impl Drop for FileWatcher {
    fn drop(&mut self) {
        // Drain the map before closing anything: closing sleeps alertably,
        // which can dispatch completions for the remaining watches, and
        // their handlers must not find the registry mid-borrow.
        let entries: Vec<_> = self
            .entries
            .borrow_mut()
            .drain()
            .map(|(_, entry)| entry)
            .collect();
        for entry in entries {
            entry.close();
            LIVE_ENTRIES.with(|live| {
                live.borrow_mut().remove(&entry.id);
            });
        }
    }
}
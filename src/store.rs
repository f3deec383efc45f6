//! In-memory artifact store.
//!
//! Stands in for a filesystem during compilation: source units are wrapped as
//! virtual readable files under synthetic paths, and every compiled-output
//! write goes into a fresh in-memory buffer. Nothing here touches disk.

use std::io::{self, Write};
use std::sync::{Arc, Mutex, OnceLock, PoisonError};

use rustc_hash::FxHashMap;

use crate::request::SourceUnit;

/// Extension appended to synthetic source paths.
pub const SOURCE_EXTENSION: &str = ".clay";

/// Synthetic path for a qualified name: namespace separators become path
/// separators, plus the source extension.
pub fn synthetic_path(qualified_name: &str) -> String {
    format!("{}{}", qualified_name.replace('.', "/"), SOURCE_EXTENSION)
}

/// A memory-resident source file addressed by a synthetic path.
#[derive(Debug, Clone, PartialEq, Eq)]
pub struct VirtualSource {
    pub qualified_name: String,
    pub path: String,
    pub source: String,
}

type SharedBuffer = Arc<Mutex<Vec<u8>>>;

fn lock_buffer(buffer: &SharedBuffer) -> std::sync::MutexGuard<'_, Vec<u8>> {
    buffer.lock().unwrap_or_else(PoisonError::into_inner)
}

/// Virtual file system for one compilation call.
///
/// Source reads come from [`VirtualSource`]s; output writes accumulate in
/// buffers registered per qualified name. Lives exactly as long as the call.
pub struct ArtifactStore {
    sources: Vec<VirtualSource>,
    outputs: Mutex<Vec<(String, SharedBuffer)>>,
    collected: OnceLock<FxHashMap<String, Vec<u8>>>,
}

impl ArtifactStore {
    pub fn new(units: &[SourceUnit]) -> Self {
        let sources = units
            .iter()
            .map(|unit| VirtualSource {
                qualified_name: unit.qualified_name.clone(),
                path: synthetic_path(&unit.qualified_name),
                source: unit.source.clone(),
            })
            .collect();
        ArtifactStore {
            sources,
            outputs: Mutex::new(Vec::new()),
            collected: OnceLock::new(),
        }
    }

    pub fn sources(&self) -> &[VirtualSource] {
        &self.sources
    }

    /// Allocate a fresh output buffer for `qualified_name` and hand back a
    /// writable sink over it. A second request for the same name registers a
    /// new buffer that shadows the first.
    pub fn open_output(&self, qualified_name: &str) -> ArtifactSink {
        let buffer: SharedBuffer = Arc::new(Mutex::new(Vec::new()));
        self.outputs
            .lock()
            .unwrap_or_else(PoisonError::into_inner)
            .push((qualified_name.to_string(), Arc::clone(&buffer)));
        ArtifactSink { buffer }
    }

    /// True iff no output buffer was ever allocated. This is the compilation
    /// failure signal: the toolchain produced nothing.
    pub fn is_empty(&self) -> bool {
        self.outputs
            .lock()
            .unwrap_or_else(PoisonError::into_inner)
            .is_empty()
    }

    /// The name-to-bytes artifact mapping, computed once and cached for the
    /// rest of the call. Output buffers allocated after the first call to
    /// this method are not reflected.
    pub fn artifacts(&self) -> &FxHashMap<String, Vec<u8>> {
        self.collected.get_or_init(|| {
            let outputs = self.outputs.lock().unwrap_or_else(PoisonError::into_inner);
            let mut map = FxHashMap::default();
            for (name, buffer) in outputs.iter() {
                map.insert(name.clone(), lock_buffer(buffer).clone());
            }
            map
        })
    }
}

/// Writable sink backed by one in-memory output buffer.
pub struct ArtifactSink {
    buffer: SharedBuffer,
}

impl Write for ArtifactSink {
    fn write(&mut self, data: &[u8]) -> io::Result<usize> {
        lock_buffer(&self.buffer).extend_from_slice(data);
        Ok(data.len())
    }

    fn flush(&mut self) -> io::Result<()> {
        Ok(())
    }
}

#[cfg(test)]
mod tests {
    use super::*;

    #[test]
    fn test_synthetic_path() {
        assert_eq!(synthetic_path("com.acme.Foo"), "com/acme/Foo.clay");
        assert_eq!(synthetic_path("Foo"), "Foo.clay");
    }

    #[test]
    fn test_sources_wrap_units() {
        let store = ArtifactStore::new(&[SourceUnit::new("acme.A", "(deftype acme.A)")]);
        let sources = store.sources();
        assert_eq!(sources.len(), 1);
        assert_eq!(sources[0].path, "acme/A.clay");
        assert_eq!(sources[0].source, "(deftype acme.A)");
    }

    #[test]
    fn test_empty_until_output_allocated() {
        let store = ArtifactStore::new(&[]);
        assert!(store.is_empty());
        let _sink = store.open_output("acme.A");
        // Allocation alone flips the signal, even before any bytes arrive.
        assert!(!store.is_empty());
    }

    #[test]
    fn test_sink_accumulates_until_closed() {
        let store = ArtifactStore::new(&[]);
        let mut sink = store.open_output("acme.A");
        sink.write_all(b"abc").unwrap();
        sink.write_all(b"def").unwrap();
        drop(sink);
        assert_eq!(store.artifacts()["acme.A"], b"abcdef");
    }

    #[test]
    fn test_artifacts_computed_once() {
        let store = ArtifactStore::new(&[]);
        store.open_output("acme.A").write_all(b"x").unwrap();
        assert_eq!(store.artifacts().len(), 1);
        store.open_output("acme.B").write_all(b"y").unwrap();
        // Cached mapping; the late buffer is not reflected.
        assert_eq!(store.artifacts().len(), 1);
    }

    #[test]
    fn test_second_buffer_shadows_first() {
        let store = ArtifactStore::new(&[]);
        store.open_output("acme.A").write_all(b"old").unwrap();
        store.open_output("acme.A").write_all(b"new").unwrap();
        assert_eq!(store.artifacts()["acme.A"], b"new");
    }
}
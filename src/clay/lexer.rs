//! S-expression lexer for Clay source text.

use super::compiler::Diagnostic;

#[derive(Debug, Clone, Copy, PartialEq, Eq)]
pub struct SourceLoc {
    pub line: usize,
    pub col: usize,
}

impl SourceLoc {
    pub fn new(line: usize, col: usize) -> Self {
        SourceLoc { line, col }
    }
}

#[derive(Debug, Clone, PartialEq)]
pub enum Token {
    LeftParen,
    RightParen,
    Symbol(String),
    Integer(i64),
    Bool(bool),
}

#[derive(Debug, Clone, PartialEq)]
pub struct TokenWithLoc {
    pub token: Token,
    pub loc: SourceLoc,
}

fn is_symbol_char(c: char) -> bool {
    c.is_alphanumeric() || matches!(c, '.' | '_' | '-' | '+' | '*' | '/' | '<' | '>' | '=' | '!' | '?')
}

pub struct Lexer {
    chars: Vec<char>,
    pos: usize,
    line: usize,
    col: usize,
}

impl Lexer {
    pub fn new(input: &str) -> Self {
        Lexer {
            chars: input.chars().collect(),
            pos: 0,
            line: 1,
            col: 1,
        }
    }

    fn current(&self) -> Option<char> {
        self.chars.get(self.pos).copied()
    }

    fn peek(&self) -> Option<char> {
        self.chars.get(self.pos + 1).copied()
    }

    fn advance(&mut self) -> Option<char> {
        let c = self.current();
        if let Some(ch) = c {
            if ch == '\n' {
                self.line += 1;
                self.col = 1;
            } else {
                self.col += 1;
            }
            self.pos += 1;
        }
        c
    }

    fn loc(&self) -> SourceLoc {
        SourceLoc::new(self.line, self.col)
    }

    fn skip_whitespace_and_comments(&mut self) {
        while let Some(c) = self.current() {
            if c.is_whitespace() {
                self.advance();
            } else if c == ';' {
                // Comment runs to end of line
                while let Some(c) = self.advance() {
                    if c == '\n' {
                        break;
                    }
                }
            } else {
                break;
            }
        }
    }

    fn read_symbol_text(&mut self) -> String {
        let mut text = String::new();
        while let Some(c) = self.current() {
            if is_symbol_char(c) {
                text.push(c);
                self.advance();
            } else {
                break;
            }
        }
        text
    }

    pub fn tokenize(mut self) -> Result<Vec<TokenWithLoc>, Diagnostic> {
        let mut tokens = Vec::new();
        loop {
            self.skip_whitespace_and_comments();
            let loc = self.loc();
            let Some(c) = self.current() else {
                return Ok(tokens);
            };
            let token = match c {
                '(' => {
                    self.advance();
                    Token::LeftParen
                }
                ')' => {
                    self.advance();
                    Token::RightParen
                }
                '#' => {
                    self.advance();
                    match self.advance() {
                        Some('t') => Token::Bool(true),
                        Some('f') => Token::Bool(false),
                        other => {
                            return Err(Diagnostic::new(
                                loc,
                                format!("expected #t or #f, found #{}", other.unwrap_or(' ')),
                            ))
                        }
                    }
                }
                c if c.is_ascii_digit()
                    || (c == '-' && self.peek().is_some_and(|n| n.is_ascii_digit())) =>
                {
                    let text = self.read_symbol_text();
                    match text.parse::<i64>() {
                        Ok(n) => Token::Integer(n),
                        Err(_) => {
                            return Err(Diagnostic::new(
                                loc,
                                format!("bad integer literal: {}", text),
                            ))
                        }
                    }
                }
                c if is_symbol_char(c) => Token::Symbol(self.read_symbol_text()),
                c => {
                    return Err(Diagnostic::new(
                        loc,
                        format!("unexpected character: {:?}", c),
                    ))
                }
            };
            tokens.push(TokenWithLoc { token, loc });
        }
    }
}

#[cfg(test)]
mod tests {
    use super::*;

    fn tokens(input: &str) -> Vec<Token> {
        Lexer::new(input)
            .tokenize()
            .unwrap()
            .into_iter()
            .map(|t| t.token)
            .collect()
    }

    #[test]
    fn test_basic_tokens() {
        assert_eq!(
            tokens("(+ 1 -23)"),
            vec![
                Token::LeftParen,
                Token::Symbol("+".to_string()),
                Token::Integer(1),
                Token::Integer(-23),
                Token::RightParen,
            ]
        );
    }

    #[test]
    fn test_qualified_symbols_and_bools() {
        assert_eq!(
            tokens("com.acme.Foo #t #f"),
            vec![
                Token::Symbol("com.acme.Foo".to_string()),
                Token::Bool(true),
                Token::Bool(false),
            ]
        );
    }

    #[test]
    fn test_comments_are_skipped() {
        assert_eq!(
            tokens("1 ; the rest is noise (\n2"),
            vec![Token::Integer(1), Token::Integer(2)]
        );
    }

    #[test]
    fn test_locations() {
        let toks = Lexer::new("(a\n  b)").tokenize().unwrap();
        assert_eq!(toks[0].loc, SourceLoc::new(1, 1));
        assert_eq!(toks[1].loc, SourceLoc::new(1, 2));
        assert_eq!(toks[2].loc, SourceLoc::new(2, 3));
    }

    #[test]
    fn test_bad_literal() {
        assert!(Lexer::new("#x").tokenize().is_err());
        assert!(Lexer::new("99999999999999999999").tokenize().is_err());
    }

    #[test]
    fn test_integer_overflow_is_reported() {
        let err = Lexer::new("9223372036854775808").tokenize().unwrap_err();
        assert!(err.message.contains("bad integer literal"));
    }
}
__________________________________________________
(Your task):
I'd like an exact copy of the lines above, from the very first one through the line that contains "the registry mid-borrow.", with nothing else added.

(Result below):
impl Drop for FileWatcher {
    fn drop(&mut self) {
        // Drain the map before closing anything: closing sleeps alertably,
        // which can dispatch completions for the remaining watches, and
        // their handlers must not find the registry mid-borrow.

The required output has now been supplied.